== EXERCISE MATERIAL ==

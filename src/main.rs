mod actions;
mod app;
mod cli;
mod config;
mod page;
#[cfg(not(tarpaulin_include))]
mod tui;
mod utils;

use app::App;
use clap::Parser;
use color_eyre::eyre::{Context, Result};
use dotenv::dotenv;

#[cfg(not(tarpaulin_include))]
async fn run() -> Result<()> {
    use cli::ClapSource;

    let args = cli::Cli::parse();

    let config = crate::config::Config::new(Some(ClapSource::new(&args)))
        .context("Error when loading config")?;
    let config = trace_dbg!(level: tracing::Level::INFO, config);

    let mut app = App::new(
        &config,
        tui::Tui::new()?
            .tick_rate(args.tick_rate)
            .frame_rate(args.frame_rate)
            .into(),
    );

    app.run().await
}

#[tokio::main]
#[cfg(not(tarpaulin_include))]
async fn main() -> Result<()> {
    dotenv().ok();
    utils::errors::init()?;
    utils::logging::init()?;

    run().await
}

===
== EXERCISE MATERIAL ==

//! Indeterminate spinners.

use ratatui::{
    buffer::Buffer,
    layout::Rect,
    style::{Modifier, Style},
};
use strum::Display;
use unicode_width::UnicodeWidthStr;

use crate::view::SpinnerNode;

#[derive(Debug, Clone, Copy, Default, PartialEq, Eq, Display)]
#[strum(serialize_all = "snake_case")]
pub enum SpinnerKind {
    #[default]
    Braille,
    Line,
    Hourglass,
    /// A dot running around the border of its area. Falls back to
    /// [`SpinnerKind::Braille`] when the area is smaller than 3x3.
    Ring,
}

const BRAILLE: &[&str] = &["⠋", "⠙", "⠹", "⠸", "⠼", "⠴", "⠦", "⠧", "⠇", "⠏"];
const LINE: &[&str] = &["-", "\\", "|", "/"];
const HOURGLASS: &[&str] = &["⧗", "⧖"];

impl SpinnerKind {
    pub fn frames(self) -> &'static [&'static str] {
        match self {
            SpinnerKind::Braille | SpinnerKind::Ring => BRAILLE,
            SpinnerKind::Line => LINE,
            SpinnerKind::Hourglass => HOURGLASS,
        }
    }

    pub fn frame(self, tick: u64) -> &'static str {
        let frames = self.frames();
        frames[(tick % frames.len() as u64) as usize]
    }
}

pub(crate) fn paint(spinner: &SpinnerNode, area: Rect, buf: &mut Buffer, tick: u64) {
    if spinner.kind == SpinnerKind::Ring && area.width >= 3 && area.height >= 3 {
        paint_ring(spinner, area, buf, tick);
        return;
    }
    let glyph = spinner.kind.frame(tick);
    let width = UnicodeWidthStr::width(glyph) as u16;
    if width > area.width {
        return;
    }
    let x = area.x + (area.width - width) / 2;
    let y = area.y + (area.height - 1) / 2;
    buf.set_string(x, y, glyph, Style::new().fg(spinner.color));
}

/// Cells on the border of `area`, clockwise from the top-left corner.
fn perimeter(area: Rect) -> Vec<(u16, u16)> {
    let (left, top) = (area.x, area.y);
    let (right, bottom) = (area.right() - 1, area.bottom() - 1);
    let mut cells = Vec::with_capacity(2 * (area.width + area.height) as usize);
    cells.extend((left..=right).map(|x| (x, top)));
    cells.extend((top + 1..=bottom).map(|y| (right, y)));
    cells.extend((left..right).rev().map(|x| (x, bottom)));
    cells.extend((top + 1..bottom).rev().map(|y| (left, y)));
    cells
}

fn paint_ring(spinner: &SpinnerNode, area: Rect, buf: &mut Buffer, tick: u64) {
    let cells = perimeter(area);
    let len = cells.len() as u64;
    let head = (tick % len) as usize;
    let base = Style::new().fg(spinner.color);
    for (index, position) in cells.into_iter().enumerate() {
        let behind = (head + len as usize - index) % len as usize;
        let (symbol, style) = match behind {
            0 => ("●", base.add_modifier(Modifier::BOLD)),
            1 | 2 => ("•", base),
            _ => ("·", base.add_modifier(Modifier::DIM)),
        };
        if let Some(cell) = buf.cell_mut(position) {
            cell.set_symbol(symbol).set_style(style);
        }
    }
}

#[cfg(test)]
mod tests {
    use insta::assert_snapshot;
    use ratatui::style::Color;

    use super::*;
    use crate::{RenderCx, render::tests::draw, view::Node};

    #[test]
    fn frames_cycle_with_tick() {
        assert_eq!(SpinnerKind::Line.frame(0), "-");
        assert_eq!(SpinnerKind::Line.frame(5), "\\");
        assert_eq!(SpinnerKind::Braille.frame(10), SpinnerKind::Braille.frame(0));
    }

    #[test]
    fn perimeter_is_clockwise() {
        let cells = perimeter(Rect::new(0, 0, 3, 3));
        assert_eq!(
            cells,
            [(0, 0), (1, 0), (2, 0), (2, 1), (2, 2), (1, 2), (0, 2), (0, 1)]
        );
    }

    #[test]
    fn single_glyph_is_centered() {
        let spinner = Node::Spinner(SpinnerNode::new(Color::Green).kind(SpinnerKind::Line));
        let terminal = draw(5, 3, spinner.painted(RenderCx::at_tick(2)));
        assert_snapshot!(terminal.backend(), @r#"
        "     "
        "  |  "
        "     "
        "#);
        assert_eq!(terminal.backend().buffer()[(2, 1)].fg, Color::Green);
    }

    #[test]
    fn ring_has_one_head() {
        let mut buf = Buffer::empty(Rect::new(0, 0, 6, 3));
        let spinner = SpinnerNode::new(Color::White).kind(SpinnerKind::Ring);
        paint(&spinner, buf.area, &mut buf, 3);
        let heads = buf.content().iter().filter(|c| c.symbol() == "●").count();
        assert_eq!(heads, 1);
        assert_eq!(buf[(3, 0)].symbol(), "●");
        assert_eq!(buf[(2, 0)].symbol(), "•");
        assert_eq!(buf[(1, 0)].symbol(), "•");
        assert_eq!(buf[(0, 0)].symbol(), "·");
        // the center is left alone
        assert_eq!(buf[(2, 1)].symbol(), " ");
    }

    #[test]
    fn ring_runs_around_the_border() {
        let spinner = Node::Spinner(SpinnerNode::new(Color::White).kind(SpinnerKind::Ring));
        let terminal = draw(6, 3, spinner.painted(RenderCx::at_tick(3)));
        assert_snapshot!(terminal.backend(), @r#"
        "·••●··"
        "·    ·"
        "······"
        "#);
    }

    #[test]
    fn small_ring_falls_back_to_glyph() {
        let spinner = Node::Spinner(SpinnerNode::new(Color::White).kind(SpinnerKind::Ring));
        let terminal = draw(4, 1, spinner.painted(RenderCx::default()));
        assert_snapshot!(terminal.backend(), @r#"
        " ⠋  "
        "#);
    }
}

===
== EXERCISE MATERIAL ==

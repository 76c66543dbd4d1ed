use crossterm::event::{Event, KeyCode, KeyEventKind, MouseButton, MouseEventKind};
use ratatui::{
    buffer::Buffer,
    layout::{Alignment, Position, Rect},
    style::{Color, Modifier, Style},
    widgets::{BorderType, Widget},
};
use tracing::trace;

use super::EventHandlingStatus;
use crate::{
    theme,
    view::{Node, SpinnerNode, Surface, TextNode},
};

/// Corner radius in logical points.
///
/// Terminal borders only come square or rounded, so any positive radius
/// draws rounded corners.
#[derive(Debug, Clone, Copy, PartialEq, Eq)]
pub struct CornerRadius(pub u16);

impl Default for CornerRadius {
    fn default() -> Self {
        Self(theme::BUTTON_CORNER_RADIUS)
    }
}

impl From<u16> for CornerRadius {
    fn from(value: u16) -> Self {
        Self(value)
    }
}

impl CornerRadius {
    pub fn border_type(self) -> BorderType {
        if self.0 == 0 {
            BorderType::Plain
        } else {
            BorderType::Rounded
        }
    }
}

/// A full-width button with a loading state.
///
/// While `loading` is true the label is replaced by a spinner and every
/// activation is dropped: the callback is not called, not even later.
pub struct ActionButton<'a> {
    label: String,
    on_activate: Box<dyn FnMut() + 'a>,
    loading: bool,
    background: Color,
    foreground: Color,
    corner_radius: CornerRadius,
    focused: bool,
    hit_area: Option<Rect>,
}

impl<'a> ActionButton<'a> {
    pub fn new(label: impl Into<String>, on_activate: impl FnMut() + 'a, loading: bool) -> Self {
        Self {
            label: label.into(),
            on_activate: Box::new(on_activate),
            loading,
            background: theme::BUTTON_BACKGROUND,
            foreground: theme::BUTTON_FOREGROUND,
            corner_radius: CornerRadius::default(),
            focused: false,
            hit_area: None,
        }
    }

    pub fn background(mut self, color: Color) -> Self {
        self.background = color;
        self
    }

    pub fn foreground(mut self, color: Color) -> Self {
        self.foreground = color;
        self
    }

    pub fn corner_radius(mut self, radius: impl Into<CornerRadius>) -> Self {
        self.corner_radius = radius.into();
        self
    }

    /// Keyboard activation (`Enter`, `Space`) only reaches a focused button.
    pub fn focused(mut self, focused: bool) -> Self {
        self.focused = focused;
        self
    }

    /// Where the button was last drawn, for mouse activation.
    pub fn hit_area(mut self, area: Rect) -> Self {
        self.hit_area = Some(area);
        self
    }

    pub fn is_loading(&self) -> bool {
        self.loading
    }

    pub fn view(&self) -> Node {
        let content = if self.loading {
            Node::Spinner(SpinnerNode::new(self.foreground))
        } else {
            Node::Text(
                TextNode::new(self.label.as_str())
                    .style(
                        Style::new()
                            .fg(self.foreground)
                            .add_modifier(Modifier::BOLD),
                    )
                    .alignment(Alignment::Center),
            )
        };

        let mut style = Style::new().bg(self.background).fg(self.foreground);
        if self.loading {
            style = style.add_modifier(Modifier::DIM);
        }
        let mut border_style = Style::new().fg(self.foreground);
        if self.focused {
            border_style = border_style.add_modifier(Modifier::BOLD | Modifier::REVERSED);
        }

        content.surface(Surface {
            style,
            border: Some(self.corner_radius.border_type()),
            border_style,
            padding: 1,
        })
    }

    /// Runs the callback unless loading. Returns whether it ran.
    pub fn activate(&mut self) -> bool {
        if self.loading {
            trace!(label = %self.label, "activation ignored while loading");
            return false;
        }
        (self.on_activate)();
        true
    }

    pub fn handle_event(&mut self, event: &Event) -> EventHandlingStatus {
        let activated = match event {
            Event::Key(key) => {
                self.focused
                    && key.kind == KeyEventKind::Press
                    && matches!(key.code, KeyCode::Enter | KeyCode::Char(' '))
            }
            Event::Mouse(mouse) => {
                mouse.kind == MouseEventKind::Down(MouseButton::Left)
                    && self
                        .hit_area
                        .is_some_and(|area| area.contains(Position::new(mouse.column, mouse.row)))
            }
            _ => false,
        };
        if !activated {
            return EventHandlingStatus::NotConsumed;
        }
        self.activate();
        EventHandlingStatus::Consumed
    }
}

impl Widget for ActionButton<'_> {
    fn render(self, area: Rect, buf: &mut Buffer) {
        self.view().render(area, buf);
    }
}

===

*EXERCISE DETAILS*: Write out exactly the lines that fall from the line with "buf.set_string(x, y, glyph, Style::new().fg(spinner.color));" to the line with "cells.extend((top + 1..=bottom).map(|y|" in the records above, keeping both ends.

*ANSWER TO THIS EXERCISE*:
    buf.set_string(x, y, glyph, Style::new().fg(spinner.color));
}

/// Cells on the border of `area`, clockwise from the top-left corner.
fn perimeter(area: Rect) -> Vec<(u16, u16)> {
    let (left, top) = (area.x, area.y);
    let (right, bottom) = (area.right() - 1, area.bottom() - 1);
    let mut cells = Vec::with_capacity(2 * (area.width + area.height) as usize);
    cells.extend((left..=right).map(|x| (x, top)));
    cells.extend((top + 1..=bottom).map(|y| (right, y)));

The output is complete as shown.